Maybe nobody in Las Vegas right now has a bigger opportunity than Jeff Teague.

The Atlanta Hawks need better play from the point guard spot, and it’s not going to come out of Mike Bibby anymore. Teague, the second-year point guard, has minutes that he can grab. He can make that job his own. He knows that. It starts by impressing new coach Larry Drew during Summer League.

“Mike’s getting a little older and coach is telling me every day to work harder and I’ll have opportunities I just need to go seize the moment and that’s what I’m doing, just getting ready for that,” Teague said Thursday night after leading the Hawks to a win.

But will he really grab it?

 “I thought he ran the team pretty well, made some good decisions…” said Larry Conner, Summer League coach for the Hawks Thursday night. “We’re still looking for him to demand the ball more… sometimes he can drift up and let somebody else handle the ball, then we are out of kilter because he don’t take their place in the offense down on the other end.”

Thursday night was a good study in miniature of where Teague is and where he needs to go.

In the first half, Teague seemed focused on facilitating, but the end result was he kind of floated through the game. At one point you could hear Conner on the bench urging him to push the ball up court faster. He got the ball up court, made the pass but was not aggressive. There were moments: he flashed a nice crossover to get open on one play, threw up a pretty teardrop on another, made an aggressive steal on a trap right at the end of the first quarter. But for the most he was not the aggressor. He had 4 points on 1 of 4 shooting in the half.

“Being a point guard on this team, you look at our veteran squad and we have Josh and we have Joe and they are really good scorers so I’m going to have to be a facilitator most of the game,” Teague said of his play. “So I try to play it out like that here, you know we have some scorers.”

Then came the third quarter, and a different Teague seemed to come out. He started using his quickness to break down the defense. He became aggressive coming off picks. He started to push the ball up in transition.

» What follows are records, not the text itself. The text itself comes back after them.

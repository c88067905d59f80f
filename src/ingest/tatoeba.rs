//! Tatoeba ingester: parses tab-separated sentence-pair exports and
//! relates each pair as a parallel translation.

use crate::cache::IngestionCache;
use crate::error::{Result, SubstrateError};
use crate::ingest::common::{self, content_id_for_source, IngestStats, RelationCandidate, SourceKind};
use crate::storage::AsyncFlusher;
use crate::unicode::AtomLookup;

/// One row of a Tatoeba `Sentence pairs` export: `id\ttext\tid\ttranslation`.
struct SentencePair {
    source: String,
    translation: String,
}

fn parse_pairs(tsv: &str) -> Result<Vec<SentencePair>> {
    let mut reader = csv::ReaderBuilder::new()
        .delimiter(b'\t')
        .has_headers(false)
        .flexible(true)
        .from_reader(tsv.as_bytes());

    let mut pairs = Vec::new();
    for record in reader.records() {
        let record = record.map_err(|e| SubstrateError::Parse(e.to_string()))?;
        if record.len() < 4 {
            continue;
        }
        pairs.push(SentencePair {
            source: record[1].to_string(),
            translation: record[3].to_string(),
        });
    }
    Ok(pairs)
}

pub async fn ingest_tatoeba(
    source_name: &str,
    tsv: &str,
    lookup: &dyn AtomLookup,
    flusher: &AsyncFlusher,
) -> Result<IngestStats> {
    let content_id = content_id_for_source(source_name);
    let mut cache = IngestionCache::new();
    let pairs = parse_pairs(tsv)?;

    let chunks: Vec<_> = pairs
        .into_iter()
        .map(|pair| {
            let texts = vec![pair.source.clone(), pair.translation.clone()];
            let candidates = vec![RelationCandidate {
                left_text: pair.source,
                right_text: pair.translation,
                kind: SourceKind::ParallelTranslation,
            }];
            (texts, candidates)
        })
        .collect();

    common::ingest_chunks(chunks, content_id, lookup, &mut cache, flusher).await
}

#[cfg(test)]
mod tests {
    use super::*;

    #[test]
    fn parses_tab_separated_pairs() {
        let tsv = "1\tHello.\t2\tBonjour.\n3\tGoodbye.\t4\tAu revoir.\n";
        let pairs = parse_pairs(tsv).unwrap();
        assert_eq!(pairs.len(), 2);
        assert_eq!(pairs[0].source, "Hello.");
        assert_eq!(pairs[0].translation, "Bonjour.");
    }

    #[test]
    fn skips_malformed_rows() {
        let tsv = "1\tonly three\tfields\n";
        let pairs = parse_pairs(tsv).unwrap();
        assert!(pairs.is_empty());
    }
}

He drew foul on the Bucks Tiny Gallon (best name in Summer League) by attacking the rim, then a couple plays later made a fantastic lead bounce pass to Crawford in transition. The play of the game for him came soon after, when Teague attacked the rim in transition, drew the contact and still put it off the glass for the and-one.

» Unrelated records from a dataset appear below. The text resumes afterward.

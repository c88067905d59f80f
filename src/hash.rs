//! Content-addressed identity: 128-bit BLAKE3-derived hashes over
//! typed byte layouts, so two entities with the same logical content always
//! resolve to the same id regardless of which ingester produced them.

use rayon::prelude::*;

/// Tag bytes disambiguate entity classes that would otherwise hash
/// identically (e.g. a Composition built from the same bytes as a Relation).
#[derive(Debug, Clone, Copy, PartialEq, Eq)]
#[repr(u8)]
pub enum EntityTag {
    Atom = 0x41,
    Composition = 0x43,
    CompositionSequence = 0x53,
    Relation = 0x52,
    RelationSequence = 0x54,
    Physicality = 0x50,
}

/// Truncated-BLAKE3 hash of `tag || payload`, read as a big-endian u128.
///
/// Truncating BLAKE3's 256-bit output to 128 bits still leaves a birthday
/// bound around 2^64 before collisions become likely, comfortably above
/// any realistic substrate's entity count.
pub fn content_hash(tag: EntityTag, payload: &[u8]) -> u128 {
    let mut hasher = blake3::Hasher::new();
    hasher.update(&[tag as u8]);
    hasher.update(payload);
    let digest = hasher.finalize();
    let bytes = digest.as_bytes();
    u128::from_be_bytes(bytes[0..16].try_into().unwrap())
}

/// Hash a single Unicode codepoint as an Atom. Numeric fields are encoded
/// little-endian throughout, per the identity layout's bit-exact contract.
pub fn hash_codepoint(codepoint: u32) -> u128 {
    content_hash(EntityTag::Atom, &codepoint.to_le_bytes())
}

/// Hash an ordered list of member ids as a Composition: member order is
/// part of the content, so `[a, b] != [b, a]`.
pub fn hash_composition(member_ids: &[u128]) -> u128 {
    let mut payload = Vec::with_capacity(member_ids.len() * 16);
    for id in member_ids {
        payload.extend_from_slice(&id.to_le_bytes());
    }
    content_hash(EntityTag::Composition, &payload)
}

/// Hash a Relation between two compositions, canonicalizing on id order so
/// `(a, b)` and `(b, a)` collide to the same id: the relation kind (the
/// grammatical or lexical label) is carried on the evidence row, not the
/// identity, so repeated observations of the same pair under different
/// kinds accumulate onto one rating rather than fragmenting it.
pub fn hash_relation(comp_a: u128, comp_b: u128) -> u128 {
    let (first, second) = if comp_a < comp_b {
        (comp_a, comp_b)
    } else {
        (comp_b, comp_a)
    };
    let mut payload = Vec::with_capacity(32);
    payload.extend_from_slice(&first.to_le_bytes());
    payload.extend_from_slice(&second.to_le_bytes());
    content_hash(EntityTag::Relation, &payload)
}

/// Hash a RelationEvidence row's identity from the content it was observed
/// in and the relation it supports. Unlike every other entity id, this one
/// carries no tag byte: the payload is exactly `content_id || rel_id`, 32
/// bytes, since evidence rows are already disambiguated by their
/// `(content_id, rel_id)` uniqueness constraint and don't need one.
pub fn hash_evidence(content_id: u128, rel_id: u128) -> u128 {
    let mut payload = Vec::with_capacity(32);
    payload.extend_from_slice(&content_id.to_le_bytes());
    payload.extend_from_slice(&rel_id.to_le_bytes());
    let digest = blake3::hash(&payload);
    u128::from_be_bytes(digest.as_bytes()[0..16].try_into().unwrap())
}

/// Hash many independent payloads in parallel via rayon, preserving input
/// order in the output. Used by the bulk ingesters to hash a whole chunk of
/// n-grams or relation candidates without serializing through one thread.
pub fn hash_batch<'a, T, F>(items: &'a [T], f: F) -> Vec<u128>
where
    T: Sync,
    F: Fn(&'a T) -> u128 + Sync + Send,
{
    items.par_iter().map(f).collect()
}

#[cfg(test)]
mod tests {
    use super::*;

    #[test]
    fn same_input_same_hash() {
        assert_eq!(hash_codepoint(0x41), hash_codepoint(0x41));
    }

    #[test]
    fn different_tags_diverge() {
        let a = content_hash(EntityTag::Atom, b"x");
        let b = content_hash(EntityTag::Composition, b"x");
        assert_ne!(a, b);
    }

    #[test]
    fn composition_hash_is_order_sensitive() {
        let a = hash_composition(&[1, 2, 3]);
        let b = hash_composition(&[3, 2, 1]);
        assert_ne!(a, b);
    }

    #[test]
    fn relation_hash_is_order_insensitive() {
        let a = hash_relation(10, 20);
        let b = hash_relation(20, 10);
        assert_eq!(a, b);
    }

    #[test]
    fn evidence_hash_has_no_tag_byte() {
        let mut payload = Vec::with_capacity(32);
        payload.extend_from_slice(&7u128.to_le_bytes());
        payload.extend_from_slice(&9u128.to_le_bytes());
        let untagged = u128::from_be_bytes(blake3::hash(&payload).as_bytes()[0..16].try_into().unwrap());
        assert_eq!(hash_evidence(7, 9), untagged);
        assert_ne!(hash_evidence(7, 9), content_hash(EntityTag::Relation, &payload));
    }

    #[test]
    fn evidence_hash_is_order_sensitive() {
        assert_ne!(hash_evidence(7, 9), hash_evidence(9, 7));
    }

    #[test]
    fn batch_hash_matches_sequential() {
        let items: Vec<u32> = (0..1000).collect();
        let batch = hash_batch(&items, |c| hash_codepoint(*c));
        let sequential: Vec<u128> = items.iter().map(|c| hash_codepoint(*c)).collect();
        assert_eq!(batch, sequential);
    }
}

That seemed to give him confidence. Soon after He made a hard move off pick, drew help defender then made the pretty bounce pass to the open man. Next possession he drove hard and created space for himself with the baseline floater. Next trip Teague was fouled attacking the basket in transition.

That is the Teague the Hawks want to see. That is the Teague that is going to get more than the 18-20 minutes a game he might start the year at. The Hawks need better production at the point and Teague can give them that. He has the opportunity.

But he has to grab it.

Scottie Pippen on LeBron James, Michael Jordan: “It’s not a fair comparison”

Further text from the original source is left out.